そういえばこのまちでは、少なくない人が寺の門をくぐるとき、ぺこりとお辞儀をする。その所作がなんとも自然な感じでいいのだ。ためしに僕もぺこりとやってみる。が、恥じらいが出ちゃって自然な感じにならないのでくやしい。
呑川沿いには、ギャラリー兼イベントスペース「ノミガワスタジオ」が。ここでは、書店主が棚一つ分の小さな書店を持ち、来店者や書店主同士などが本を媒体にした交流をする「ブックスタジオ」もスタートした。
池上本門寺のすぐそばには、古民家カフェ「蓮月」が。昭和初期に建てられ、ながく蕎麦屋として使われていた建物をリノベーションし、2015年秋にオープンした。一歩足を踏み入れればどこかモダンな雰囲気のあるしつらえに目を奪われる。映画やドラマの撮影で頻繁に使われているので、もしかしたら目にしたことがある方もいるかもしれない。
さて、江戸時代に加藤清正が寄進したらしい「此経難持坂(しきょうなんじざか)」といういかめしい名前をつけられた96段の石段を息を切らしながら上がると、そこはまるで天上界だ。
池上本門寺の境内に続く「此経難持坂」。いかめしい名前だけど、よくジョギングコースとして使われるなど、このまちの人々の生活になじんでいる
ひらけた場所に、でーん、と池上本門寺の大堂が鎮座している。右手の墓所の向こうに見えるのは五重塔。ちなみに池上本門寺の墓地には力道山のお墓があるので、池上本門寺はプロレス好きのちょっとした聖地になっているらしい。節分の時期には多くのプロレスラーが豆まきにくる。
徳川二代将軍秀忠の乳母(岡部局)の発願で、1607年(慶長12年)に完成した五重塔。関東では最古の五重塔らしい
13世紀以来、700年以上育まれてきた洗練された寺町の文化と、その参道に花開いた野暮ったさのある文化。
スクラップアンドビルド、開発の論理がつくりだしてきた東京の都市部がおきざりにしがちな、洗練と野暮。そのふたつが、淡水と海水の混ざる汽水域みたいに混ざり合い、独特の色気を醸し出しているのが池上というまちだ。(実際に池上を横断する呑川沿いを歩くと、潮の香りがする。この辺りは東京湾の汽水域なのだ)
ヒップホップをはじめとする音楽界隈では、野暮ったさをはらんだサウンドにクールさを見出し、「いなたい」と呼ぶらしい。その言葉を借りれば、池上は「いなたい」のだ。
僕はちょうど池上を訪れはじめた30歳くらいのころから、「かっこつけると、イタくなる」不安と、とりあえずの折り合いをつけられるようになった。人間くささ、野暮ったさもはらんだかっこよさ、つまり、「いなたさ」を持って生きればいいじゃん、と。
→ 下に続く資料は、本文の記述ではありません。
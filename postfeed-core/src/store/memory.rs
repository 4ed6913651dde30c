//! In-memory feed store for snapshots, embedding and tests.

use std::{
    collections::{BTreeMap, BTreeSet},
    convert::Infallible,
};

use crate::{Candidate, Like, Post, PostId, TagName, UserId};

use super::FeedStore;

/// Feed store holding posts and likes in ordered maps.
///
/// Likes behave like a unique `(user, post)` association: liking twice is a
/// no-op. Likes that reference posts the store does not hold are kept but
/// contribute neither tags nor like counts.
///
/// # Examples
/// ```
/// use chrono::Utc;
/// use postfeed_core::{FeedStore, Like, MemoryFeedStore, Post, PostId, TagName, UserId};
///
/// let reader = UserId::new(1);
/// let author = UserId::new(2);
/// let mut store = MemoryFeedStore::new();
/// store.insert_post(
///     Post::new(PostId::new(10), author, Utc::now())
///         .with_tags([TagName::new("django").unwrap()]),
/// );
/// assert!(store.like(Like::new(reader, PostId::new(10))));
/// assert!(!store.like(Like::new(reader, PostId::new(10))));
///
/// let candidates = store.candidates_for(reader).unwrap();
/// assert_eq!(candidates[0].like_count, 1);
/// assert!(store.candidates_for(author).unwrap().is_empty());
/// ```
#[derive(Debug, Clone, Default, PartialEq, Eq)]
pub struct MemoryFeedStore {
    posts: BTreeMap<PostId, Post>,
    likes: BTreeSet<(UserId, PostId)>,
}

impl MemoryFeedStore {
    /// Create an empty store.
    #[must_use]
    pub fn new() -> Self {
        Self::default()
    }

    /// Build a store from posts and likes, applying likes idempotently.
    #[must_use]
    pub fn from_parts<P, L>(posts: P, likes: L) -> Self
    where
        P: IntoIterator<Item = Post>,
        L: IntoIterator<Item = Like>,
    {
        let mut store = Self::new();
        for post in posts {
            store.insert_post(post);
        }
        for like in likes {
            store.like(like);
        }
        store
    }

    /// Insert or replace a post, returning the previous version if any.
    pub fn insert_post(&mut self, post: Post) -> Option<Post> {
        self.posts.insert(post.id, post)
    }

    /// Report whether a post with `id` is present.
    #[must_use]
    pub fn contains_post(&self, id: PostId) -> bool {
        self.posts.contains_key(&id)
    }

    /// Record a like, returning `true` when it did not exist yet.
    pub fn like(&mut self, like: Like) -> bool {
        self.likes.insert((like.user, like.post))
    }

    /// Remove a like, returning `true` when it existed.
    pub fn unlike(&mut self, like: Like) -> bool {
        self.likes.remove(&(like.user, like.post))
    }

    /// Count likes that reference `post`.
    #[must_use]
    pub fn like_count(&self, post: PostId) -> u64 {
        let count = self
            .likes
            .iter()
            .filter(|(_, liked)| *liked == post)
            .count();
        u64::try_from(count).unwrap_or(u64::MAX)
    }

    /// Iterate over the posts `user` has liked that the store holds.
    pub fn liked_posts(&self, user: UserId) -> impl Iterator<Item = &Post> + '_ {
        self.likes
            .range((user, PostId::MIN)..=(user, PostId::MAX))
            .filter_map(|(_, post)| self.posts.get(post))
    }

    /// Tally likes per post in a single pass over the like set.
    fn like_counts(&self) -> BTreeMap<PostId, u64> {
        let mut counts = BTreeMap::new();
        for (_, post) in &self.likes {
            counts
                .entry(*post)
                .and_modify(|count: &mut u64| *count = count.saturating_add(1))
                .or_insert(1);
        }
        counts
    }

    /// Number of stored posts.
    #[must_use]
    pub fn post_count(&self) -> usize {
        self.posts.len()
    }
}

impl FeedStore for MemoryFeedStore {
    type Error = Infallible;

    fn liked_tags(&self, user: UserId) -> Result<Vec<TagName>, Self::Error> {
        Ok(self
            .liked_posts(user)
            .flat_map(|post| post.tags.iter().cloned())
            .collect())
    }

    fn candidates_for(&self, user: UserId) -> Result<Vec<Candidate>, Self::Error> {
        let counts = self.like_counts();
        Ok(self
            .posts
            .values()
            .filter(|post| post.author != user)
            .map(|post| {
                let like_count = counts.get(&post.id).copied().unwrap_or(0);
                Candidate::from_post(post.clone(), like_count)
            })
            .collect())
    }
}
//! Entry point for the `postfeed` command-line interface.
#![forbid(unsafe_code)]

use std::process::ExitCode;

use postfeed_cli::CliError;

fn main() -> ExitCode {
    env_logger::Builder::from_env(env_logger::Env::default().default_filter_or("warn")).init();
    match postfeed_cli::run() {
        Ok(()) => ExitCode::SUCCESS,
        Err(CliError::ArgumentParsing(err)) => err.exit(),
        Err(err) => {
            report(&err);
            ExitCode::FAILURE
        }
    }
}

#[expect(clippy::print_stderr, reason = "fatal errors are reported on stderr")]
fn report(err: &CliError) {
    eprintln!("postfeed: {err}");
}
「そんなわけで、いなたく生きることにしたのよ、俺」。なんて卒業以来まったく連絡もとってないA子にいったら、なんて返されるだろうか。
「そういうところが、イタい」とか言われるのかな。まぁ、それでもいい。「わかる人には、わかる」。この開きなおりこそ、「いなたさ」の第一歩だ。
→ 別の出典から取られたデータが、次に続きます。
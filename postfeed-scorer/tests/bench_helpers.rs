//! Unit tests for the benchmark candidate generators.

use rstest::rstest;

/// Include the benchmark support module from the benches directory.
#[path = "../benches/bench_support.rs"]
mod bench_support;

use bench_support::{BENCHMARK_SEED, benchmark_now, generate_candidates, generate_profile};

#[rstest]
#[case(0)]
#[case(1)]
#[case(250)]
fn generates_requested_number_of_candidates(#[case] count: usize) {
    assert_eq!(generate_candidates(count, BENCHMARK_SEED).len(), count);
}

#[rstest]
fn candidates_are_deterministic_per_seed() {
    assert_eq!(
        generate_candidates(50, BENCHMARK_SEED),
        generate_candidates(50, BENCHMARK_SEED)
    );
    assert_ne!(
        generate_candidates(50, BENCHMARK_SEED),
        generate_candidates(50, BENCHMARK_SEED + 1)
    );
}

#[rstest]
fn candidates_have_sequential_ids_and_past_timestamps() {
    let now = benchmark_now();
    let candidates = generate_candidates(30, BENCHMARK_SEED);
    for (expected, candidate) in (1_u64..).zip(&candidates) {
        assert_eq!(candidate.id.get(), expected);
        assert!(candidate.created_at <= now);
        assert!(candidate.tags.len() <= 4);
    }
}

#[rstest]
#[expect(clippy::float_arithmetic, reason = "profile weights sum to one")]
fn profile_is_normalised() {
    let profile = generate_profile(60, BENCHMARK_SEED);
    assert!(!profile.is_empty());
    assert!((profile.total_weight() - 1.0).abs() < 1e-9);
    assert!(generate_profile(0, BENCHMARK_SEED).is_empty());
}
僕はそんなわかる人と、イタかったあのころの話をして、「えー、それはアウトでしょ!」とか言いながら、昼間からだらだらとビールを飲みたいのだ。
人生のなかに、そんな1日があってもいいと思う。その日は、できれば池上ですごしたい。
著者:山中康司
Twitter:@koji_yamanaka
編集:Huuuu inc.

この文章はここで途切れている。